Though she is close to her siblings and many nieces and nephews, Mary has never married. Which begs the question: did she ever consider entering a religious community, especially when five of the 57 members of her high school graduating class became sisters?
“Being single is a vocation, too,” she said with the same sense of a calling many religious sisters express when talking about their vocation. “I never felt called to marriage.”
Mary’s single vocation did call her to become one of the first members of the Association of the Holy Family where she continues her faithful service to God and others. “The sisters have always been in my life,” she said. “From them, I’ve learned to try to be a good person – though, I learned that from my parents, too. I’ve learned to go to Mass every day, which I still do. And I’ve learned to try to be nice to everyone.”

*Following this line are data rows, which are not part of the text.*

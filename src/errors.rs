/*!
 * Error types for the pseudocode translator.
 *
 * Each stage of the pipeline has its own error enum, built with thiserror.
 * [`TranslatorError`] wraps all of them and can always produce at least one
 * actionable suggestion for the user.
 */

use std::fmt;
use thiserror::Error;

use crate::python::SyntaxError;

/// Malformed input detected while segmenting or parsing
#[derive(Error, Debug, Clone, PartialEq, Eq)]
#[error("{message} (line {line}, column {column})")]
pub struct ParsingError {
    pub message: String,
    pub line: usize,
    pub column: usize,
    pub snippet: Option<String>,
}

impl From<SyntaxError> for ParsingError {
    fn from(err: SyntaxError) -> Self {
        Self { message: err.message, line: err.line, column: err.column, snippet: err.snippet }
    }
}

#[derive(Debug, Clone, Copy, PartialEq, Eq)]
pub enum ValidationErrorKind {
    Syntax,
    Logic,
    Security,
}

impl fmt::Display for ValidationErrorKind {
    fn fmt(&self, f: &mut fmt::Formatter<'_>) -> fmt::Result {
        let name = match self {
            Self::Syntax => "syntax",
            Self::Logic => "logic",
            Self::Security => "security",
        };
        f.write_str(name)
    }
}

/// Generated code failed validation
#[derive(Error, Debug, Clone)]
#[error("{kind} error: {message}")]
pub struct ValidationError {
    pub kind: ValidationErrorKind,
    pub message: String,
    pub line: Option<usize>,
}

/// A code assembly stage failed
#[derive(Error, Debug, Clone)]
#[error("assembly failed during {stage}: {message}")]
pub struct AssemblyError {
    pub stage: String,
    pub message: String,
}

impl AssemblyError {
    pub fn new(stage: &str, message: impl Into<String>) -> Self {
        Self { stage: stage.to_string(), message: message.into() }
    }
}

/// A configuration value is missing or out of range
#[derive(Error, Debug, Clone)]
#[error("invalid configuration for '{key}': {message}")]
pub struct ConfigurationError {
    pub key: String,
    pub message: String,
}

impl ConfigurationError {
    pub fn new(key: &str, message: impl Into<String>) -> Self {
        Self { key: key.to_string(), message: message.into() }
    }
}

/// Errors raised by the AST cache; callers only ever see them in logs
#[derive(Error, Debug)]
pub enum CacheError {
    #[error("Cache I/O error: {0}")]
    Io(#[from] std::io::Error),

    #[error("Cache serialization error: {0}")]
    Serialization(#[from] serde_json::Error),

    #[error("Unsupported cache file version {0}")]
    UnsupportedVersion(u32),

    #[error("Cache compression error: {0}")]
    Compression(String),
}

/// Errors that can occur when talking to a generation backend
#[derive(Error, Debug, Clone)]
pub enum BackendError {
    /// Error when making an API request fails
    #[error("API request failed: {0}")]
    RequestFailed(String),

    /// Error when parsing an API response fails
    #[error("Failed to parse API response: {0}")]
    ParseError(String),

    /// Error returned by the API itself
    #[error("API responded with error: {status_code} - {message}")]
    ApiError {
        /// HTTP status code
        status_code: u16,
        /// Error message from the API
        message: String,
    },

    /// Error establishing or maintaining a connection
    #[error("Connection error: {0}")]
    ConnectionError(String),

    /// The request did not complete in time
    #[error("Request timed out after {0} seconds")]
    Timeout(u64),

    /// The backend was used before `initialize` or after `shutdown`
    #[error("Backend '{0}' is not initialized")]
    NotInitialized(String),

    /// No constructor registered under this name
    #[error("Unknown backend '{0}'")]
    UnknownBackend(String),

    /// Instruction rejected before generation
    #[error("Invalid input: {0}")]
    InvalidInput(String),
}

/// Stage-level error of the translator; wraps every other error type
#[derive(Error, Debug)]
pub enum TranslatorError {
    #[error("Parsing error: {0}")]
    Parsing(#[from] ParsingError),

    #[error("Validation error: {0}")]
    Validation(#[from] ValidationError),

    #[error("Assembly error: {0}")]
    Assembly(#[from] AssemblyError),

    #[error("Configuration error: {0}")]
    Configuration(#[from] ConfigurationError),

    #[error("Cache error: {0}")]
    Cache(#[from] CacheError),

    #[error("Backend error: {0}")]
    Backend(#[from] BackendError),

    /// Any other error, with an optional underlying cause
    #[error("Translator error: {message}")]
    Other {
        message: String,
        #[source]
        cause: Option<Box<dyn std::error::Error + Send + Sync>>,
    },
}

impl TranslatorError {
    pub fn other(message: impl Into<String>) -> Self {
        Self::Other { message: message.into(), cause: None }
    }

    pub fn with_cause(
        message: impl Into<String>,
        cause: impl std::error::Error + Send + Sync + 'static,
    ) -> Self {
        Self::Other { message: message.into(), cause: Some(Box::new(cause)) }
    }

    /// Actionable hints for the user; never empty
    pub fn suggestions(&self) -> Vec<String> {
        let mut suggestions = match self {
            Self::Parsing(err) => vec![
                format!("Check the input around line {}", err.line),
                "Separate instructions and code with blank lines".to_string(),
            ],
            Self::Validation(err) => match err.kind {
                ValidationErrorKind::Syntax => vec![
                    "Fix the reported syntax error and validate again".to_string(),
                    "Check for missing colons, brackets or quotes".to_string(),
                ],
                ValidationErrorKind::Logic => {
                    vec!["Review the control flow around the reported line".to_string()]
                }
                ValidationErrorKind::Security => vec![
                    "Replace unsafe calls with safer alternatives".to_string(),
                    "Set allow_unsafe_operations only if the code is trusted".to_string(),
                ],
            },
            Self::Assembly(err) => vec![format!(
                "Inspect the translated blocks; the '{}' stage could not merge them",
                err.stage
            )],
            Self::Configuration(err) => {
                vec![format!("Correct the '{}' setting in the configuration file", err.key)]
            }
            Self::Cache(_) => vec!["Clear the AST cache or delete its persistence file".to_string()],
            Self::Backend(err) => match err {
                BackendError::ConnectionError(_) | BackendError::RequestFailed(_) => vec![
                    "Make sure the generation backend is running and reachable".to_string(),
                ],
                BackendError::Timeout(_) => {
                    vec!["Increase backend.timeout_seconds or simplify the instruction".to_string()]
                }
                BackendError::UnknownBackend(_) => {
                    vec!["Use one of the registered backends, e.g. 'ollama' or 'mock'".to_string()]
                }
                _ => vec!["Check the backend configuration and try again".to_string()],
            },
            Self::Other { .. } => Vec::new(),
        };
        if suggestions.is_empty() {
            suggestions.push("Run again with --log-level debug for details".to_string());
        }
        suggestions
    }
}

impl From<anyhow::Error> for TranslatorError {
    fn from(error: anyhow::Error) -> Self {
        Self::other(error.to_string())
    }
}

impl From<std::io::Error> for TranslatorError {
    fn from(error: std::io::Error) -> Self {
        Self::with_cause("I/O failure", error)
    }
}

impl From<SyntaxError> for TranslatorError {
    fn from(error: SyntaxError) -> Self {
        Self::Parsing(error.into())
    }
}

#[cfg(test)]
mod tests {
    use super::*;

    #[test]
    fn test_translator_error_suggestions_should_never_be_empty() {
        let errors = vec![
            TranslatorError::other("boom"),
            TranslatorError::from(AssemblyError::new("imports", "bad")),
            TranslatorError::from(ConfigurationError::new("indent_size", "must be 2, 4 or 8")),
            TranslatorError::from(BackendError::Timeout(30)),
            TranslatorError::from(ValidationError {
                kind: ValidationErrorKind::Security,
                message: "eval".into(),
                line: Some(1),
            }),
        ];
        for error in errors {
            assert!(!error.suggestions().is_empty(), "no suggestion for {}", error);
        }
    }

    #[test]
    fn test_assembly_error_display_should_name_stage() {
        let err = AssemblyError::new("consistency", "unbalanced indentation");
        assert_eq!(err.to_string(), "assembly failed during consistency: unbalanced indentation");
    }

    #[test]
    fn test_with_cause_should_expose_source() {
        use std::error::Error;
        let io = std::io::Error::new(std::io::ErrorKind::Other, "disk");
        let err = TranslatorError::with_cause("save failed", io);
        assert!(err.source().is_some());
    }
}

As an associate, Mary says she has deepened her spirituality by being with the sisters and participating in their prayer life. She believes the warmth and kindness she experienced with Sr. Amata and other CSFNs is part of the sisters’ calling to bring Christ to everyone.
Mary shares that same warmth and kindness with others by living the spirit of Holy Family in her relationships with family, friends and colleagues. One look at her glowing face and generous smile greeting visitors at the provincial offices reveals a spiritual depth and peace.
“Did you know? I’ve never been in the hospital,” Mary stated with pride at her eight decades of health. “I’ve had some outpatient procedures, but I’ve never had to stay overnight. My mom and dad were the same way. They lived to be 89 and 94.”
Perhaps there is something to be said for living next door to a convent and sharing laughter, love and prayer with sisters.